More fun facts about Morgan Eckroth: 

  • The one flavor note that completely threw her off was tomato. “My gut instinct was, ew, I don’t want to drink that, but it was wonderful, delicious, and complex. It was one of those strange moments where I had to recontextualize how I thought about coffee.”
  • Her deserted island coffee tool is the French press. “Batch brew, cold brew, milk frother. You can do anything with a French press, and if I need versatility, that’s the way I’m going.”
  • Milk and sugar don’t trigger her. “Here’s your Gesha; enjoy it however you want.”
  • She was maced on a barista shift. “We had someone get very angry about one of our pandemic policies, and they sprayed mace into the entire front of the shop. I didn’t expect to check that off my bucket list, but I did, so I’m glad that’s off the plate.”
  • Morgan has a secret side hobby. “Writing is the one thing I’ve kept to myself so far. It’s not monetized or posted online. I haven’t even trusted my partner with it. I love writing fiction, and fantasy and sci-fi are my preferred genres for reading and writing.”
  • Her iconic YouTube video intros are powered by socks. “I have a long hallway leading into my kitchen, so I start running on one end and hope I don’t fall. I always say, ‘hello there,’ and it’s just a Star Wars reference. I wish I had a deeper reason.”
Morgan Eckroth

Morgan Eckroth (Photo credit: @modartepdx / @anmarie.co)

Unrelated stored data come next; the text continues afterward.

//! # Printer Transport Layer
//!
//! Byte sinks the ESC/POS driver writes to and reads status answers from.
//!
//! ## Available Transports
//!
//! - [`device`]: Character devices (`/dev/usb/lp0`, `/dev/rfcomm0`, serial TTYs)
//! - [`network`]: Raw TCP, usually port 9100
//! - [`memory`]: In-memory sink with scripted answers, for dry runs and tests

use std::time::Duration;

use async_trait::async_trait;

use crate::error::PrinterError;

pub mod device;
pub mod memory;
pub mod network;

pub use device::DeviceTransport;
pub use memory::MemoryTransport;
pub use network::NetworkTransport;

/// A bidirectional byte channel to a printer
#[async_trait]
pub trait Transport: Send {
    /// Deliver every byte of `data`, in order.
    async fn write_all(&mut self, data: &[u8]) -> Result<(), PrinterError>;

    /// Read whatever the printer answers within `timeout`.
    ///
    /// Returns an empty vector when nothing arrives in time. A zero `timeout`
    /// only returns bytes that have already arrived.
    async fn read(&mut self, timeout: Duration) -> Result<Vec<u8>, PrinterError>;

    /// Whether the printer end is reachable right now
    async fn is_online(&mut self) -> bool;
}

#[async_trait]
impl<T: Transport + ?Sized> Transport for Box<T> {
    async fn write_all(&mut self, data: &[u8]) -> Result<(), PrinterError> {
        (**self).write_all(data).await
    }

    async fn read(&mut self, timeout: Duration) -> Result<Vec<u8>, PrinterError> {
        (**self).read(timeout).await
    }

    async fn is_online(&mut self) -> bool {
        (**self).is_online().await
    }
}
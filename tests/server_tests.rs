//! REST API tests, driven in-process through the router.

use axum::body::{to_bytes, Body};
use axum::http::{header, Request, StatusCode};
use axum::Router;
use serde_json::{json, Value};
use tower::ServiceExt;

use card_validator::metrics::Metrics;
use card_validator::{server, Validator};

fn app() -> Router {
    server::router(Validator::offline())
}

fn validate_request(body: Value) -> Request<Body> {
    Request::builder()
        .method("POST")
        .uri("/api/v1/validate")
        .header(header::CONTENT_TYPE, "application/json")
        .body(Body::from(body.to_string()))
        .unwrap()
}

async fn body_json(response: axum::response::Response) -> Value {
    let bytes = to_bytes(response.into_body(), usize::MAX).await.unwrap();
    serde_json::from_slice(&bytes).unwrap()
}

async fn body_text(response: axum::response::Response) -> String {
    let bytes = to_bytes(response.into_body(), usize::MAX).await.unwrap();
    String::from_utf8(bytes.to_vec()).unwrap()
}

fn metrics_request() -> Request<Body> {
    Request::builder()
        .uri("/metrics")
        .body(Body::empty())
        .unwrap()
}

#[tokio::test]
async fn test_validate_valid_card() {
    let response = app()
        .oneshot(validate_request(json!({"card_number": "4111 1111 1111 1111"})))
        .await
        .unwrap();

    assert_eq!(response.status(), StatusCode::OK);
    let body = body_json(response).await;
    assert_eq!(body["valid"], true);
    assert_eq!(body["card_type"], "visa");
    assert_eq!(body["card_number"], "4111111111111111");
    assert_eq!(body["bin"], "411111");
    assert_eq!(body["last_four"], "1111");
}

#[tokio::test]
async fn test_validate_bad_checksum_is_ok_response() {
    let response = app()
        .oneshot(validate_request(json!({"card_number": "4111111111111112"})))
        .await
        .unwrap();

    assert_eq!(response.status(), StatusCode::OK);
    let body = body_json(response).await;
    assert_eq!(body["valid"], false);
    assert_eq!(body["card_type"], "visa");
}

#[tokio::test]
async fn test_validate_empty_card_number() {
    let response = app()
        .oneshot(validate_request(json!({"card_number": ""})))
        .await
        .unwrap();

    assert_eq!(response.status(), StatusCode::BAD_REQUEST);
    let body = body_json(response).await;
    assert_eq!(body["error"], "card number is required");
}

#[tokio::test]
async fn test_validate_too_short() {
    let response = app()
        .oneshot(validate_request(json!({"card_number": "1234"})))
        .await
        .unwrap();

    assert_eq!(response.status(), StatusCode::UNPROCESSABLE_ENTITY);
    let body = body_json(response).await;
    assert_eq!(
        body["error"],
        "card number too short: got 4 digits, minimum is 13"
    );
}

#[tokio::test]
async fn test_validate_no_digits() {
    let response = app()
        .oneshot(validate_request(json!({"card_number": "abcd"})))
        .await
        .unwrap();

    assert_eq!(response.status(), StatusCode::UNPROCESSABLE_ENTITY);
}

#[tokio::test]
async fn test_validate_malformed_json() {
    let request = Request::builder()
        .method("POST")
        .uri("/api/v1/validate")
        .header(header::CONTENT_TYPE, "application/json")
        .body(Body::from("{not json"))
        .unwrap();

    let response = app().oneshot(request).await.unwrap();
    assert!(response.status().is_client_error());
}

#[tokio::test]
async fn test_health() {
    let request = Request::builder()
        .uri("/health")
        .body(Body::empty())
        .unwrap();

    let response = app().oneshot(request).await.unwrap();
    assert_eq!(response.status(), StatusCode::OK);

    let body = body_json(response).await;
    assert_eq!(body["status"], "healthy");
    assert_eq!(body["version"], env!("CARGO_PKG_VERSION"));
}

#[tokio::test]
async fn test_request_id_is_set() {
    let request = Request::builder()
        .uri("/health")
        .body(Body::empty())
        .unwrap();

    let response = app().oneshot(request).await.unwrap();
    assert!(response.headers().contains_key(server::REQUEST_ID_HEADER));
}

#[tokio::test]
async fn test_request_id_is_propagated() {
    let request = Request::builder()
        .uri("/health")
        .header(server::REQUEST_ID_HEADER, "abc-123")
        .body(Body::empty())
        .unwrap();

    let response = app().oneshot(request).await.unwrap();
    assert_eq!(
        response.headers()[server::REQUEST_ID_HEADER],
        "abc-123"
    );
}

#[tokio::test]
async fn test_openapi_document() {
    let request = Request::builder()
        .uri("/api-docs/openapi.json")
        .body(Body::empty())
        .unwrap();

    let response = app().oneshot(request).await.unwrap();
    assert_eq!(response.status(), StatusCode::OK);

    let body = body_json(response).await;
    assert!(body["paths"]["/api/v1/validate"]["post"].is_object());
    assert!(body["paths"]["/health"]["get"].is_object());
}

#[tokio::test]
async fn test_unknown_route() {
    let request = Request::builder()
        .uri("/validate")
        .body(Body::empty())
        .unwrap();

    let response = app().oneshot(request).await.unwrap();
    assert_eq!(response.status(), StatusCode::NOT_FOUND);
}

// ============================================================================
// Metrics
// ============================================================================

#[tokio::test]
async fn test_metrics_disabled_by_default_router() {
    let response = app().oneshot(metrics_request()).await.unwrap();
    assert_eq!(response.status(), StatusCode::NOT_FOUND);
}

#[tokio::test]
async fn test_metrics_count_validate_requests() {
    let app = server::router_with_metrics(Validator::offline(), Metrics::new().unwrap());

    let response = app
        .clone()
        .oneshot(validate_request(json!({"card_number": "4111 1111 1111 1111"})))
        .await
        .unwrap();
    assert_eq!(response.status(), StatusCode::OK);

    let response = app.oneshot(metrics_request()).await.unwrap();
    assert_eq!(response.status(), StatusCode::OK);
    assert!(response.headers()[header::CONTENT_TYPE]
        .to_str()
        .unwrap()
        .starts_with("text/plain"));

    let text = body_text(response).await;
    assert!(text.contains("card_validation_requests_total"));
    assert!(text.contains("endpoint=\"/api/v1/validate\""));
    assert!(text.contains("method=\"POST\""));
    assert!(text.contains("status=\"200\""));
    assert!(text.contains("card_validation_duration_seconds_bucket"));
    assert!(!text.contains("4111111111111111"));
}

#[tokio::test]
async fn test_metrics_count_error_responses() {
    let app = server::router_with_metrics(Validator::offline(), Metrics::new().unwrap());

    for body in [json!({"card_number": "1234"}), json!({"card_number": ""})] {
        let response = app.clone().oneshot(validate_request(body)).await.unwrap();
        assert!(response.status().is_client_error());
    }

    let text = body_text(app.oneshot(metrics_request()).await.unwrap()).await;
    assert!(text.contains("card_validation_errors_total{error_type=\"http_error\"} 2"));
    assert!(text.contains("status=\"422\""));
    assert!(text.contains("status=\"400\""));
}

#[tokio::test]
async fn test_metrics_keep_other_routes() {
    let app = server::router_with_metrics(Validator::offline(), Metrics::new().unwrap());
    let request = Request::builder()
        .uri("/health")
        .body(Body::empty())
        .unwrap();

    let response = app.clone().oneshot(request).await.unwrap();
    assert_eq!(response.status(), StatusCode::OK);
    assert!(response.headers().contains_key(server::REQUEST_ID_HEADER));

    let text = body_text(app.oneshot(metrics_request()).await.unwrap()).await;
    assert!(text.contains("endpoint=\"/health\""));
}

Morgan is a staunch believer in the barista career. “It’s exciting to see the collective push for better wage equality, transparency, and increase in wages for being a barista. It’s a highly-skilled career because you have to develop so many hard skills and soft skills in customer service. But it’s still frequently an underpaid job,” says Morgan. “There’s a huge discrepancy in how much baristas are paid, and it adds to the struggle of how much we value people and their roles at.”

With the ongoing push to validate the value that baristas bring to the supply chain, Morgan’s advice for anyone working in coffee is to be confident in your skills. “Go into situations with confidence because no one else is going to have so much confidence in you if you’re not reflecting that in yourself.” 

Now that she has the US Barista Champion title under her belt, Morgan will be busy over the summer of 2022 preparing for the World Barista Championships in Melbourne. “It’s an honor, one that I don’t take lightly, so it’s very exciting. I don’t view my work in coffee to ever have an endpoint. It’s just continuing forward to find challenges and address them, so right now, I’m actively searching for the next challenge.”